Source data
Content starts

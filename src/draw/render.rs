//! Renders controls, the stick, and overlays onto a [`DrawSurface`].
//!
//! All functions are pure side effects on the surface; nothing here mutates
//! pad state.

use crate::controller::control::{Control, ControlShape};
use crate::controller::stick::Stick;
use crate::draw::color::{self, Color};
use crate::draw::font::FontSize;
use crate::draw::surface::{DrawSurface, TextAlign};
use crate::util;

const OUTLINE_WIDTH: f64 = 2.0;
const HALO: f64 = 5.0;
const RECT_CORNER: f64 = 10.0;

const LABEL_LIGHT: Color = Color {
    r: 1.0,
    g: 1.0,
    b: 1.0,
    a: 1.0,
};

const LABEL_DARK: Color = Color {
    r: 0.0,
    g: 0.0,
    b: 0.0,
    a: 0.5,
};

const HINT_COLOR: Color = Color {
    r: 0.0,
    g: 0.0,
    b: 0.0,
    a: 0.25,
};

/// Draws a single control; `hint` additionally draws its bound key.
pub fn render_control(surface: &mut dyn DrawSurface, control: &Control, hint: bool) {
    match control.shape {
        ControlShape::Round { cx, cy, radius } => {
            if control.active {
                surface.fill_circle(cx, cy, radius + HALO, control.color);
            }
            surface.fill_circle(cx, cy, radius, control.color);
            surface.stroke_circle(cx, cy, radius, OUTLINE_WIDTH, control.color);
            surface.fill_text(&control.id, cx, cy, FontSize::Button, TextAlign::Center, LABEL_LIGHT);

            if hint && let Some(key) = &control.key {
                surface.fill_text(
                    key,
                    cx,
                    cy - radius * 1.5,
                    FontSize::Button,
                    TextAlign::Center,
                    HINT_COLOR,
                );
            }
        }
        ControlShape::Rect(rect) => {
            if control.active {
                let halo = rect.inflate(HALO);
                let radius = util::corner_radius(RECT_CORNER * 2.0, halo.width, halo.height);
                surface.fill_round_rect(halo, radius, control.color);
            }
            let radius = util::corner_radius(RECT_CORNER, rect.width, rect.height);
            surface.fill_round_rect(rect, radius, control.color);
            surface.stroke_round_rect(rect, radius, OUTLINE_WIDTH, control.color);
            // Label sits below the rect.
            surface.fill_text(
                &control.id,
                rect.x + rect.width / 2.0,
                rect.y + rect.height * 2.0,
                FontSize::Button,
                TextAlign::Center,
                LABEL_DARK,
            );

            if hint && let Some(key) = &control.key {
                surface.fill_text(
                    key,
                    rect.x + rect.width / 2.0,
                    rect.y - rect.height,
                    FontSize::Button,
                    TextAlign::Center,
                    HINT_COLOR,
                );
            }
        }
    }
}

/// Draws the four-layer stick stack: base, dust, center post, then the
/// shadowed moving ball.
pub fn render_stick(surface: &mut dyn DrawSurface, stick: &Stick) {
    surface.fill_circle(stick.x, stick.y, stick.radius, color::joystick::BASE);
    surface.fill_circle(stick.x, stick.y, stick.radius - 5.0, color::joystick::DUST);
    surface.fill_circle(stick.x, stick.y, 10.0, color::joystick::STICK);
    surface.fill_circle(stick.dx, stick.dy, stick.radius - 5.0, color::joystick::SHADOW);
    surface.fill_circle(stick.dx, stick.dy, stick.radius - 10.0, color::joystick::BALL);
}

/// Left-aligned overlay listing live contacts, one row per contact.
pub fn render_debug(
    surface: &mut dyn DrawSurface,
    rows: impl Iterator<Item = (String, String)>,
) {
    let mut dy = 30.0;
    surface.fill_text("debug", 10.0, dy, FontSize::Medium, TextAlign::Left, LABEL_DARK);
    dy += 5.0;
    for (id, value) in rows {
        dy += 10.0;
        let text = format!("{id} : {value}");
        surface.fill_text(&text, 10.0, dy, FontSize::Small, TextAlign::Left, LABEL_DARK);
    }
}

/// Right-aligned overlay listing every state snapshot entry.
pub fn render_trace(surface: &mut dyn DrawSurface, rows: impl Iterator<Item = (String, f64)>) {
    let (width, _) = surface.dimensions();
    let mut dy = 30.0;
    surface.fill_text(
        "trace",
        width - 10.0,
        dy,
        FontSize::Medium,
        TextAlign::Right,
        LABEL_DARK,
    );
    dy += 5.0;
    for (key, value) in rows {
        dy += 10.0;
        let text = format!("{key} : {value}");
        surface.fill_text(
            &text,
            width - 10.0,
            dy,
            FontSize::Small,
            TextAlign::Right,
            LABEL_DARK,
        );
    }
}

/// Centered splash drawn once during setup.
pub fn render_loading(surface: &mut dyn DrawSurface) {
    let (width, height) = surface.dimensions();
    surface.fill_text(
        "loading",
        width / 2.0,
        height / 2.0,
        FontSize::Small,
        TextAlign::Center,
        LABEL_DARK,
    );
}
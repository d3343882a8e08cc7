//! Static layout data: corner anchors, button presets and offsets.
//!
//! Pure data. The preset tables define the arrangements for one to four
//! round buttons; positions are offsets subtracted from the resolved corner
//! anchor, so positive values move toward the anchor's interior.

use crate::draw::color::{self, Color};
use schemars::JsonSchema;
use serde::{Deserialize, Serialize};

/// Default round-button radius in surface pixels.
pub const BUTTON_RADIUS: f64 = 25.0;

/// Cluster offset from the chosen corner, on both axes.
pub const BUTTON_OFFSET: (f64, f64) = (BUTTON_RADIUS * 3.0, BUTTON_RADIUS * 3.0);

/// Start/select rect-button extent.
pub const START_SELECT_W: f64 = 50.0;
pub const START_SELECT_H: f64 = 15.0;

/// Corner anchor for the button cluster.
///
/// The stick, when configured, is mirrored horizontally from the cluster.
#[derive(Debug, Serialize, Deserialize, Clone, Copy, PartialEq, Eq, JsonSchema, Default)]
#[serde(rename_all = "kebab-case")]
pub enum Corner {
    /// Top-left corner
    TopLeft,
    /// Top-right corner
    TopRight,
    /// Bottom-left corner
    BottomLeft,
    /// Bottom-right corner (the default)
    #[default]
    BottomRight,
}

impl Corner {
    /// Whether the anchor sits along the top edge.
    pub fn is_top(self) -> bool {
        matches!(self, Corner::TopLeft | Corner::TopRight)
    }

    /// Whether the anchor sits along the left edge.
    pub fn is_left(self) -> bool {
        matches!(self, Corner::TopLeft | Corner::BottomLeft)
    }

    /// Resolves the cluster anchor position for a surface.
    ///
    /// `shift` is the accumulated radius of the preset buttons; it pushes
    /// left-edge layouts inward so large clusters stay on screen.
    pub fn anchor(self, width: f64, height: f64, shift: f64) -> (f64, f64) {
        let (ox, oy) = BUTTON_OFFSET;
        match self {
            Corner::TopLeft => (shift + ox, oy),
            Corner::TopRight => (width - ox, oy),
            Corner::BottomLeft => (shift + ox, height - oy),
            Corner::BottomRight => (width - ox, height - oy),
        }
    }
}

/// One entry in a button arrangement preset.
///
/// `dx`/`dy` are subtracted from the anchor to get the button center.
#[derive(Debug, Clone, Copy)]
pub struct ButtonPreset {
    pub dx: f64,
    pub dy: f64,
    pub radius: f64,
    pub color: Color,
    pub name: &'static str,
}

const R: f64 = BUTTON_RADIUS;

const ONE_BUTTON: [ButtonPreset; 1] = [ButtonPreset {
    dx: 0.0,
    dy: 0.0,
    radius: R,
    color: color::RED,
    name: "a",
}];

const TWO_BUTTONS: [ButtonPreset; 2] = [
    ButtonPreset {
        dx: -6.0,
        dy: 38.0,
        radius: R,
        color: color::RED,
        name: "a",
    },
    ButtonPreset {
        dx: 58.0,
        dy: -12.0,
        radius: R,
        color: color::GREEN,
        name: "b",
    },
];

const THREE_BUTTONS: [ButtonPreset; 3] = [
    ButtonPreset {
        dx: -19.0,
        dy: 50.0,
        radius: R,
        color: color::RED,
        name: "a",
    },
    ButtonPreset {
        dx: 44.0,
        dy: 25.0,
        radius: R,
        color: color::GREEN,
        name: "b",
    },
    ButtonPreset {
        dx: 88.0,
        dy: -25.0,
        radius: R,
        color: color::BLUE,
        name: "c",
    },
];

const FOUR_BUTTONS: [ButtonPreset; 4] = [
    ButtonPreset {
        dx: -25.0,
        dy: 25.0,
        radius: R,
        color: color::RED,
        name: "a",
    },
    ButtonPreset {
        dx: 25.0,
        dy: -25.0,
        radius: R,
        color: color::GREEN,
        name: "b",
    },
    ButtonPreset {
        dx: 25.0,
        dy: 75.0,
        radius: R,
        color: color::BLUE,
        name: "x",
    },
    ButtonPreset {
        dx: 75.0,
        dy: 25.0,
        radius: R,
        color: color::PURPLE,
        name: "y",
    },
];

/// Number of distinct presets available.
pub const PRESET_COUNT: usize = 4;

/// Selects the preset arrangement for a configured button count.
///
/// Counts beyond the largest preset clamp to the four-button arrangement;
/// a zero count (nothing configured) also resolves to the full arrangement.
pub fn preset_for(count: usize) -> &'static [ButtonPreset] {
    match count {
        1 => &ONE_BUTTON,
        2 => &TWO_BUTTONS,
        3 => &THREE_BUTTONS,
        _ => &FOUR_BUTTONS,
    }
}

#[cfg(test)]
mod tests {
    use super::*;

    #[test]
    fn preset_selection_clamps_to_largest() {
        assert_eq!(preset_for(1).len(), 1);
        assert_eq!(preset_for(3).len(), 3);
        assert_eq!(preset_for(4).len(), 4);
        assert_eq!(preset_for(9).len(), 4);
        assert_eq!(preset_for(0).len(), 4);
    }

    #[test]
    fn anchors_mirror_across_the_surface() {
        let (w, h) = (800.0, 600.0);
        assert_eq!(Corner::TopLeft.anchor(w, h, 50.0), (125.0, 75.0));
        assert_eq!(Corner::TopRight.anchor(w, h, 50.0), (725.0, 75.0));
        assert_eq!(Corner::BottomLeft.anchor(w, h, 0.0), (75.0, 525.0));
        assert_eq!(Corner::BottomRight.anchor(w, h, 0.0), (725.0, 525.0));
    }

    #[test]
    fn default_corner_is_bottom_right() {
        assert_eq!(Corner::default(), Corner::BottomRight);
    }
}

Content ends

*Exercise prompt*. Reply with nothing but the number of lines in the data that include the word "configured".

*Response to this task*. 3